The accompanying consolidated financial statements have been prepared and are presented assuming the Company’s ability to continue as a going concern. As discussed in Notes 11 and 12, the Company’s senior term loan and Convertible Notes require certain prospective financial covenants to be met. The Company’s business plan for 2022 contemplates increased revenue and reduced operating losses to achieve satisfaction of the financial covenants. Given the continued uncertainty in the global markets, in the event that the Company was unable to achieve these prospective covenants, the Company’s senior term loan (see Note 11), Convertible Notes (see Note 12) and the subordinated term loan (see Note 10) could become due prior to the maturity date. As of December 31, 2021, the Company was not in compliance with the respective covenants of both the Convertible Notes and senior term loan; however, the Company was granted a waiver from compliance for these covenants as of December 31, 2021.
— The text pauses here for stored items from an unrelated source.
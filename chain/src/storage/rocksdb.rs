//! RocksDB-backed block store.
//!
//! Blocks are persisted in two column families:
//!
//! - `"blocks"`: height (8 bytes, big endian) -> wire-encoded block,
//! - `"ids"`:    block id (8 bytes, big endian) -> height.
//!
//! Big-endian height keys keep the `blocks` family ordered by height, so
//! the last block is the last key. Writes are staged in memory and land
//! in a single `WriteBatch` on commit; writes outside a transaction scope
//! commit immediately.

use std::collections::{BTreeMap, HashMap};
use std::path::Path;

use rocksdb::{ColumnFamily, ColumnFamilyDescriptor, DB, IteratorMode, Options, WriteBatch};
use serde::Deserialize;
use tracing::debug;

use crate::consensus::store::BlockStore;
use crate::types::{Block, BlockId};

use super::StorageError;

const CF_BLOCKS: &str = "blocks";
const CF_IDS: &str = "ids";

/// Configuration for [`RocksDbBlockStore`].
#[derive(Clone, Debug, Deserialize)]
#[serde(default)]
pub struct RocksDbConfig {
    /// Filesystem path to the RocksDB database directory.
    pub path: String,
    /// Whether to create the database and missing column families if they
    /// do not yet exist.
    pub create_if_missing: bool,
}

impl Default for RocksDbConfig {
    fn default() -> Self {
        Self {
            path: "data/chain-db".to_string(),
            create_if_missing: true,
        }
    }
}

/// Uncommitted writes. `None` entries are deletions.
#[derive(Debug, Default)]
struct Staged {
    blocks: BTreeMap<u64, Option<Block>>,
    ids: HashMap<BlockId, Option<u64>>,
    cleared: bool,
}

/// RocksDB-backed implementation of [`BlockStore`].
pub struct RocksDbBlockStore {
    db: DB,
    staged: Option<Staged>,
}

impl RocksDbBlockStore {
    /// Opens (or creates) a RocksDB-backed block store at the configured
    /// path.
    pub fn open(cfg: &RocksDbConfig) -> Result<Self, StorageError> {
        let path = Path::new(&cfg.path);

        let mut opts = Options::default();
        opts.create_if_missing(cfg.create_if_missing);
        opts.create_missing_column_families(cfg.create_if_missing);

        let cfs = vec![
            ColumnFamilyDescriptor::new("default", Options::default()),
            ColumnFamilyDescriptor::new(CF_BLOCKS, Options::default()),
            ColumnFamilyDescriptor::new(CF_IDS, Options::default()),
        ];

        let db = DB::open_cf_descriptors(&opts, path, cfs)?;
        debug!(path = %cfg.path, "opened rocksdb block store");

        Ok(Self { db, staged: None })
    }

    fn cf(&self, name: &'static str) -> Result<&ColumnFamily, StorageError> {
        self.db
            .cf_handle(name)
            .ok_or(StorageError::MissingColumnFamily(name))
    }

    fn decode_u64(bytes: &[u8]) -> Result<u64, StorageError> {
        let arr: [u8; 8] = bytes
            .try_into()
            .map_err(|_| StorageError::Corrupted(format!("expected 8 bytes, got {}", bytes.len())))?;
        Ok(u64::from_be_bytes(arr))
    }

    fn stored_block_at(&self, height: u64) -> Result<Option<Block>, StorageError> {
        match self.db.get_cf(self.cf(CF_BLOCKS)?, height.to_be_bytes())? {
            Some(bytes) => Ok(Some(Block::from_wire(&bytes)?)),
            None => Ok(None),
        }
    }

    fn stored_height_of(&self, id: BlockId) -> Result<Option<u64>, StorageError> {
        self.db
            .get_cf(self.cf(CF_IDS)?, id.0.to_be_bytes())?
            .map(|bytes| Self::decode_u64(&bytes))
            .transpose()
    }

    fn stored_last_height(&self) -> Result<Option<u64>, StorageError> {
        match self.db.iterator_cf(self.cf(CF_BLOCKS)?, IteratorMode::End).next() {
            Some(entry) => {
                let (key, _) = entry?;
                Ok(Some(Self::decode_u64(&key)?))
            }
            None => Ok(None),
        }
    }

    fn height_of(&self, id: BlockId) -> Result<Option<u64>, StorageError> {
        if let Some(staged) = &self.staged {
            if let Some(height) = staged.ids.get(&id) {
                return Ok(*height);
            }
            if staged.cleared {
                return Ok(None);
            }
        }
        self.stored_height_of(id)
    }

    fn block_at(&self, height: u64) -> Result<Option<Block>, StorageError> {
        if let Some(staged) = &self.staged {
            if let Some(block) = staged.blocks.get(&height) {
                return Ok(block.clone());
            }
            if staged.cleared {
                return Ok(None);
            }
        }
        self.stored_block_at(height)
    }

    fn last_height(&self) -> Result<Option<u64>, StorageError> {
        let (stored, staged_max) = match &self.staged {
            Some(staged) => (
                if staged.cleared { None } else { self.stored_last_height()? },
                staged.blocks.last_key_value().map(|(h, _)| *h),
            ),
            None => return self.stored_last_height(),
        };
        let Some(mut height) = stored.max(staged_max) else {
            return Ok(None);
        };
        // Deletions only ever cut the tail, so walk down to the first live height.
        loop {
            if self.block_at(height)?.is_some() {
                return Ok(Some(height));
            }
            if height == 0 {
                return Ok(None);
            }
            height -= 1;
        }
    }

    /// Runs `write` against the staging area, committing on the spot when
    /// no transaction scope is open.
    fn staged_write<T>(
        &mut self,
        write: impl FnOnce(&mut Self) -> Result<T, StorageError>,
    ) -> Result<T, StorageError> {
        if self.staged.is_some() {
            return write(self);
        }
        self.staged = Some(Staged::default());
        match write(self) {
            Ok(value) => {
                self.commit()?;
                Ok(value)
            }
            Err(e) => {
                self.staged = None;
                Err(e)
            }
        }
    }

    fn staging(&mut self) -> Result<&mut Staged, StorageError> {
        self.staged
            .as_mut()
            .ok_or(StorageError::TransactionState("no staging area"))
    }
}

impl BlockStore for RocksDbBlockStore {
    fn save_block(&mut self, block: &Block) -> Result<(), StorageError> {
        self.staged_write(|store| {
            let height = block.height();
            let replaced = store.block_at(height)?;
            let staged = store.staging()?;
            if let Some(old) = replaced {
                staged.ids.insert(old.id(), None);
            }
            staged.blocks.insert(height, Some(block.clone()));
            staged.ids.insert(block.id(), Some(height));
            Ok(())
        })
    }

    fn has_block(&self, id: BlockId) -> Result<bool, StorageError> {
        Ok(self.height_of(id)?.is_some())
    }

    fn has_block_at_height(&self, height: u64) -> Result<bool, StorageError> {
        Ok(self.block_at(height)?.is_some())
    }

    fn find_block(&self, id: BlockId) -> Result<Option<Block>, StorageError> {
        match self.height_of(id)? {
            Some(height) => self.block_at(height),
            None => Ok(None),
        }
    }

    fn find_block_at_height(&self, height: u64) -> Result<Option<Block>, StorageError> {
        self.block_at(height)
    }

    fn find_last_block(&self) -> Result<Option<Block>, StorageError> {
        match self.last_height()? {
            Some(height) => self.block_at(height),
            None => Ok(None),
        }
    }

    fn delete_blocks_from(&mut self, id: BlockId) -> Result<Vec<Block>, StorageError> {
        self.staged_write(|store| {
            let (Some(from), Some(last)) = (store.height_of(id)?, store.last_height()?) else {
                return Ok(Vec::new());
            };
            let mut deleted = Vec::new();
            for height in from..=last {
                if let Some(block) = store.block_at(height)? {
                    let staged = store.staging()?;
                    staged.blocks.insert(height, None);
                    staged.ids.insert(block.id(), None);
                    deleted.push(block);
                }
            }
            Ok(deleted)
        })
    }

    fn delete_all(&mut self) -> Result<(), StorageError> {
        self.staged_write(|store| {
            *store.staging()? = Staged {
                cleared: true,
                ..Staged::default()
            };
            Ok(())
        })
    }

    fn begin(&mut self) -> Result<(), StorageError> {
        if self.staged.is_some() {
            return Err(StorageError::TransactionState("begin inside open transaction"));
        }
        self.staged = Some(Staged::default());
        Ok(())
    }

    fn commit(&mut self) -> Result<(), StorageError> {
        let staged = self
            .staged
            .take()
            .ok_or(StorageError::TransactionState("commit without begin"))?;
        let cf_blocks = self.cf(CF_BLOCKS)?;
        let cf_ids = self.cf(CF_IDS)?;

        let mut batch = WriteBatch::default();
        if staged.cleared {
            for cf in [cf_blocks, cf_ids] {
                for entry in self.db.iterator_cf(cf, IteratorMode::Start) {
                    let (key, _) = entry?;
                    batch.delete_cf(cf, key);
                }
            }
        }
        for (height, block) in &staged.blocks {
            match block {
                Some(block) => batch.put_cf(cf_blocks, height.to_be_bytes(), block.to_wire()?),
                None => batch.delete_cf(cf_blocks, height.to_be_bytes()),
            }
        }
        for (id, height) in &staged.ids {
            match height {
                Some(height) => batch.put_cf(cf_ids, id.0.to_be_bytes(), height.to_be_bytes()),
                None => batch.delete_cf(cf_ids, id.0.to_be_bytes()),
            }
        }
        self.db.write(batch)?;
        Ok(())
    }

    fn rollback(&mut self) -> Result<(), StorageError> {
        self.staged
            .take()
            .map(|_| ())
            .ok_or(StorageError::TransactionState("rollback without begin"))
    }

    fn in_transaction(&self) -> bool {
        self.staged.is_some()
    }
}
In order to address the need to satisfy the Company’s continuing obligations and realize its long-term strategy, management has taken several steps and is considering additional actions to improve its operating and financial results, which the Company expects will be sufficient to meet the prospective covenants of the Company’s Convertible Notes and senior term loan and provide the ability to continue as a going concern, including the following:


focusing the Company’s efforts to increase sales in additional geographic markets;


continuing to develop 5G product offerings that will expand the market for the Company’s products; and


continuing to evaluate and implement cost reduction initiatives to reduce non-strategic costs in operations and expand the Company’s labor force in lower cost geographies.


COVID-19 Update


The spread of COVID-19, a novel strain of coronavirus, has and continues to alter the behavior of business and people in a manner that is having negative effects on local, regional and global economies. The COVID-19 pandemic continues to have an impact with short-term disruptions on our supply chains, as governments take robust actions to minimize the spread of localized COVID-19 outbreaks. The continued impact on our supply chains has caused delayed production and fulfilment of customer orders, disruptions and delays of logistics and increased logistic costs. As a further consequence of the COVID-19 pandemic, component lead times have extended as demand outstrips supply on certain components, including semiconductors, and has caused the costs of components to increase. These extended lead times have caused us to extend our forecast horizon with our contract manufacturing partners and have increased the risk of supply delays. The Company cannot at this time accurately predict what effects, or their extent, the coronavirus outbreak will have on its 2022 operating results, due to uncertainties relating to the ultimate geographic spread of the virus, the severity of the disease, the duration of the outbreak, component shortages and increased component costs, the length of voluntary business closures, and governmental actions taken in response to the outbreak. More generally, the widespread health crisis has and may continue to adversely affect the global economy, resulting in an economic downturn that could affect demand for our products and therefore impact the Company’s results.